Lima perempuan mengenakan pakaian hitam dan matanya ditutup dengan kain kasa putih. Bibirnya dibuat pucat dan ditubuh mereka menggendong sebuah slogan yang keras, “We are workers, Not Slave” (Kami Pekerja, Kami Bukan Budak). Slogan itu ditulis di semacam piring dari styrofoam yang ditempel di kardus dan diikat dengan tali plastik. Tulisan itu menjadi penanda paling keras dalam peringatan hari Buruh Internasional 1 Mei yang dilakukan oleh berbagai kelompok gerakan solidaritas buruh di Hong Kong, Rabu 1 Mei 2019.

Isu Perbudakan Moderen

Lantas mengapa isu tentang “perbudakan” masih begitu kuat disuarakan oleh gerakan buruh migran Indonesia di Hong Kong?

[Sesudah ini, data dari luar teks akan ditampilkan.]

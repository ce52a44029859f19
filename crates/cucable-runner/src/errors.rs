//! Error types for descriptor construction and runner rendering.

use std::fmt;
use std::io;

use thiserror::Error;

/// Structural problems found in a template that prevent a clean rewrite.
///
/// Malformations are soft: the renderer logs them and keeps going unless
/// strict rendering was requested.
#[derive(Debug, Clone, PartialEq, Eq)]
pub enum Malformation {
    /// A class-like template has neither a package declaration nor imports.
    MissingPackageOrImports {
        /// Name of the type declared by the template.
        type_name: String,
    },
    /// A feature placeholder has no enclosing double quotes on its line, so
    /// it cannot be expanded into a list of quoted references.
    UnquotedFeaturePlaceholder {
        /// Byte offset of the placeholder in the template text.
        position: usize,
    },
}

impl fmt::Display for Malformation {
    fn fmt(&self, f: &mut fmt::Formatter<'_>) -> fmt::Result {
        match self {
            Self::MissingPackageOrImports { type_name } => write!(
                f,
                "class template `{type_name}` has no package or import section"
            ),
            Self::UnquotedFeaturePlaceholder { position } => write!(
                f,
                "feature placeholder at byte {position} (zero-based) is not enclosed in quotes"
            ),
        }
    }
}

/// Errors raised while building a [`crate::RunnerDescriptor`].
#[derive(Debug, Clone, PartialEq, Eq, Error)]
pub enum DescriptorError {
    /// The runner name was empty or blank.
    #[error("runner name must not be blank")]
    BlankTargetName,
    /// No feature file names were supplied.
    #[error("runner `{target_name}` must reference at least one feature file")]
    NoFeatureFiles {
        /// Runner that was being described.
        target_name: String,
    },
}

/// Errors surfaced while rendering a runner.
#[derive(Debug, Error)]
pub enum RenderError {
    /// The template could not be read.
    #[error("failed to read runner template `{path}`: {source}")]
    TemplateRead {
        /// Template path as given in the descriptor.
        path: String,
        /// Error reported by the template reader.
        #[source]
        source: io::Error,
    },
    /// The template structure is unexpected and strict rendering is enabled.
    #[error("malformed runner template `{path}`: {malformation}")]
    TemplateMalformed {
        /// Template path as given in the descriptor.
        path: String,
        /// What the renderer could not locate.
        malformation: Malformation,
    },
}

#[cfg(test)]
mod tests {
    use std::error::Error as _;

    use super::*;

    #[test]
    fn template_read_error_keeps_io_source() {
        let err = RenderError::TemplateRead {
            path: "runner.txt".to_owned(),
            source: io::Error::new(io::ErrorKind::NotFound, "no such file"),
        };
        assert_eq!(
            err.to_string(),
            "failed to read runner template `runner.txt`: no such file"
        );
        assert!(err.source().is_some_and(|s| s.to_string() == "no such file"));
    }

    #[test]
    fn malformed_error_describes_unquoted_placeholder() {
        let err = RenderError::TemplateMalformed {
            path: "Runner.java".to_owned(),
            malformation: Malformation::UnquotedFeaturePlaceholder { position: 12 },
        };
        assert_eq!(
            err.to_string(),
            "malformed runner template `Runner.java`: feature placeholder at byte 12 \
             (zero-based) is not enclosed in quotes"
        );
    }

    #[test]
    fn descriptor_error_names_runner() {
        let err = DescriptorError::NoFeatureFiles {
            target_name: "Login_IT".to_owned(),
        };
        assert_eq!(
            err.to_string(),
            "runner `Login_IT` must reference at least one feature file"
        );
    }
}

Jawabannya ada di belakang kelima perempuan itu. Di belakang punggung mereka tertulis berbagai masalah yang sampai sekarang masih menjerat leher para BMI yaitu: Low Wage, Over Charging, Fee Agency, 6 Months Deduction, High Living Cost in Hong Kong, Must Be Happy Face, Overtime, Not Allowed To Be Tired, Sleep in The Living Room, Sleep in The Toilet, Sleep in The Storage, Sleep in The Cabinet, Sex Abuse, Death Row, Human Trafficking dan lain sebagainya. Isu itu bukanlah bualan, namun realitas keseharian yang masih banyak dialami oleh BMI di Hong Kong.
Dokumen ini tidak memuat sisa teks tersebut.